About this exercise:
Go through the data and copy each line that holds "column".

Records shown:
****

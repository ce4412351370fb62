// SPDX-License-Identifier: PMPL-1.0-or-later
// Copyright (c) 2026 Jonathan D.A. Jewell (hyperpolymath) <jonathan.jewell@open.ac.uk>
//
// Core domain types for the Diglot bilingual formatter.

use std::path::Path;

use serde::{Deserialize, Serialize};

use crate::error::DiglotError;

/// Supported source document formats.
#[derive(Debug, Clone, Copy, PartialEq, Eq, PartialOrd, Ord, Hash, Serialize, Deserialize)]
pub enum InputFormat {
    Docx,
    Pdf,
    Epub,
}

impl InputFormat {
    /// Infer the input format from a file extension (case-insensitive).
    pub fn from_extension(ext: &str) -> Option<Self> {
        match ext.to_ascii_lowercase().as_str() {
            "docx" => Some(Self::Docx),
            "pdf" => Some(Self::Pdf),
            "epub" => Some(Self::Epub),
            _ => None,
        }
    }

    /// Resolve the format of `path` from its extension alone. Never touches
    /// the filesystem.
    pub fn from_path(path: &Path) -> Result<Self, DiglotError> {
        path.extension()
            .and_then(|ext| ext.to_str())
            .and_then(Self::from_extension)
            .ok_or_else(|| DiglotError::UnsupportedFormat(path.display().to_string()))
    }
}

impl std::fmt::Display for InputFormat {
    fn fmt(&self, f: &mut std::fmt::Formatter<'_>) -> std::fmt::Result {
        f.write_str(match self {
            Self::Docx => "DOCX",
            Self::Pdf => "PDF",
            Self::Epub => "EPUB",
        })
    }
}

/// Bilingual output formats.
#[derive(Debug, Clone, Copy, PartialEq, Eq, PartialOrd, Ord, Hash, Serialize, Deserialize)]
pub enum OutputFormat {
    /// Two-column table document.
    Docx,
    /// Single-chapter book of flex rows.
    Epub,
}

impl OutputFormat {
    /// File extension (without the dot) for files of this format.
    pub fn extension(&self) -> &'static str {
        match self {
            Self::Docx => "docx",
            Self::Epub => "epub",
        }
    }
}

impl std::fmt::Display for OutputFormat {
    fn fmt(&self, f: &mut std::fmt::Formatter<'_>) -> std::fmt::Result {
        f.write_str(match self {
            Self::Docx => "DOCX",
            Self::Epub => "EPUB",
        })
    }
}

/// Which of the two editions a value belongs to.
#[derive(Debug, Clone, Copy, PartialEq, Eq, Hash, Serialize, Deserialize)]
pub enum Side {
    /// Edition A, rendered in the first column.
    Left,
    /// Edition B, rendered in the second column.
    Right,
}

impl std::fmt::Display for Side {
    fn fmt(&self, f: &mut std::fmt::Formatter<'_>) -> std::fmt::Result {
        f.write_str(match self {
            Self::Left => "left",
            Self::Right => "right",
        })
    }
}

/// Horizontal text direction of a language.
#[derive(Debug, Clone, Copy, PartialEq, Eq, Serialize, Deserialize)]
pub enum TextDirection {
    LeftToRight,
    RightToLeft,
}

impl TextDirection {
    pub fn is_rtl(&self) -> bool {
        matches!(self, Self::RightToLeft)
    }
}

/// Discriminant of a [`ContentUnit`].
#[derive(Debug, Clone, Copy, PartialEq, Eq, Serialize, Deserialize)]
pub enum UnitKind {
    Paragraph,
    Image,
}

/// Payload of a content unit. Text exists only on paragraphs and image data
/// only on images.
#[derive(Debug, Clone, PartialEq, Eq, Serialize, Deserialize)]
pub enum UnitBody {
    /// Raw extracted text, not yet re-flowed.
    Paragraph { text: String },
    /// Encoded image bytes plus an identifier relative to the source package.
    Image { bytes: Vec<u8>, reference: String },
}

/// Where in the source document a unit came from.
#[derive(Debug, Clone, PartialEq, Eq, Serialize, Deserialize)]
pub enum SourceMeta {
    /// 1-based PDF page number.
    Page(u32),
    /// EPUB content document file name.
    Chapter(String),
}

/// One structural element extracted from a source document.
///
/// Units are built once by an extractor and never mutated afterwards; image
/// normalization produces a replacement unit through [`ContentUnit::with_image_bytes`].
#[derive(Debug, Clone, PartialEq, Eq, Serialize, Deserialize)]
pub struct ContentUnit {
    /// Position in the source document. Monotonic within one extraction.
    pub sequence_index: usize,
    pub body: UnitBody,
    /// Source style label such as `Heading1`, when the format carries one.
    pub style_name: Option<String>,
    pub source_meta: Option<SourceMeta>,
}

impl ContentUnit {
    pub fn paragraph(sequence_index: usize, text: impl Into<String>) -> Self {
        Self {
            sequence_index,
            body: UnitBody::Paragraph { text: text.into() },
            style_name: None,
            source_meta: None,
        }
    }

    pub fn image(sequence_index: usize, bytes: Vec<u8>, reference: impl Into<String>) -> Self {
        Self {
            sequence_index,
            body: UnitBody::Image {
                bytes,
                reference: reference.into(),
            },
            style_name: None,
            source_meta: None,
        }
    }

    pub fn with_style(mut self, style_name: Option<String>) -> Self {
        self.style_name = style_name;
        self
    }

    pub fn with_meta(mut self, meta: SourceMeta) -> Self {
        self.source_meta = Some(meta);
        self
    }

    /// Replace the encoded bytes of an image unit, keeping its position and
    /// reference. Paragraph units are returned unchanged.
    pub fn with_image_bytes(self, new_bytes: Vec<u8>) -> Self {
        match self.body {
            UnitBody::Image { reference, .. } => Self {
                body: UnitBody::Image {
                    bytes: new_bytes,
                    reference,
                },
                ..self
            },
            UnitBody::Paragraph { .. } => self,
        }
    }

    pub fn kind(&self) -> UnitKind {
        match self.body {
            UnitBody::Paragraph { .. } => UnitKind::Paragraph,
            UnitBody::Image { .. } => UnitKind::Image,
        }
    }

    /// Paragraph text, or `None` for image units.
    pub fn text(&self) -> Option<&str> {
        match &self.body {
            UnitBody::Paragraph { text } => Some(text),
            UnitBody::Image { .. } => None,
        }
    }
}

/// One row of the bilingual output, borrowing units from both editions.
#[derive(Debug, Clone, Copy, PartialEq, Eq)]
pub struct AlignedPair<'a> {
    pub left: Option<&'a ContentUnit>,
    pub right: Option<&'a ContentUnit>,
    /// 0-based row position.
    pub pair_index: usize,
}

impl<'a> AlignedPair<'a> {
    /// The unit on `side`, if present.
    pub fn unit(&self, side: Side) -> Option<&'a ContentUnit> {
        match side {
            Side::Left => self.left,
            Side::Right => self.right,
        }
    }

    /// Text to render on `side`: the paragraph text, or empty when the side
    /// is absent or holds an image.
    pub fn text(&self, side: Side) -> &'a str {
        self.unit(side).and_then(ContentUnit::text).unwrap_or("")
    }
}

#[cfg(test)]
mod tests {
    use super::*;

    #[test]
    fn extension_dispatch_is_case_insensitive() {
        assert_eq!(InputFormat::from_extension("DOCX"), Some(InputFormat::Docx));
        assert_eq!(InputFormat::from_extension("Pdf"), Some(InputFormat::Pdf));
        assert_eq!(InputFormat::from_extension("epub"), Some(InputFormat::Epub));
        assert_eq!(InputFormat::from_extension("md"), None);
    }

    #[test]
    fn unknown_extension_is_unsupported() {
        let err = InputFormat::from_path(Path::new("notes.txt")).unwrap_err();
        assert!(matches!(err, DiglotError::UnsupportedFormat(_)));

        let err = InputFormat::from_path(Path::new("no_extension")).unwrap_err();
        assert!(matches!(err, DiglotError::UnsupportedFormat(_)));
    }

    #[test]
    fn image_bytes_replacement_keeps_position() {
        let unit = ContentUnit::image(7, vec![1, 2, 3], "media/image1.png");
        let replaced = unit.with_image_bytes(vec![9]);
        assert_eq!(replaced.sequence_index, 7);
        assert_eq!(
            replaced.body,
            UnitBody::Image {
                bytes: vec![9],
                reference: "media/image1.png".into()
            }
        );
    }

    #[test]
    fn pair_text_is_empty_for_absent_or_image_sides() {
        let para = ContentUnit::paragraph(0, "hello");
        let img = ContentUnit::image(1, vec![], "a.png");
        let pair = AlignedPair {
            left: Some(&para),
            right: Some(&img),
            pair_index: 0,
        };
        assert_eq!(pair.text(Side::Left), "hello");
        assert_eq!(pair.text(Side::Right), "");

        let half = AlignedPair {
            left: None,
            right: Some(&para),
            pair_index: 1,
        };
        assert_eq!(half.text(Side::Left), "");
    }
}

****

Answer below:
    /// Two-column table document.
    /// Edition A, rendered in the first column.
    /// Edition B, rendered in the second column.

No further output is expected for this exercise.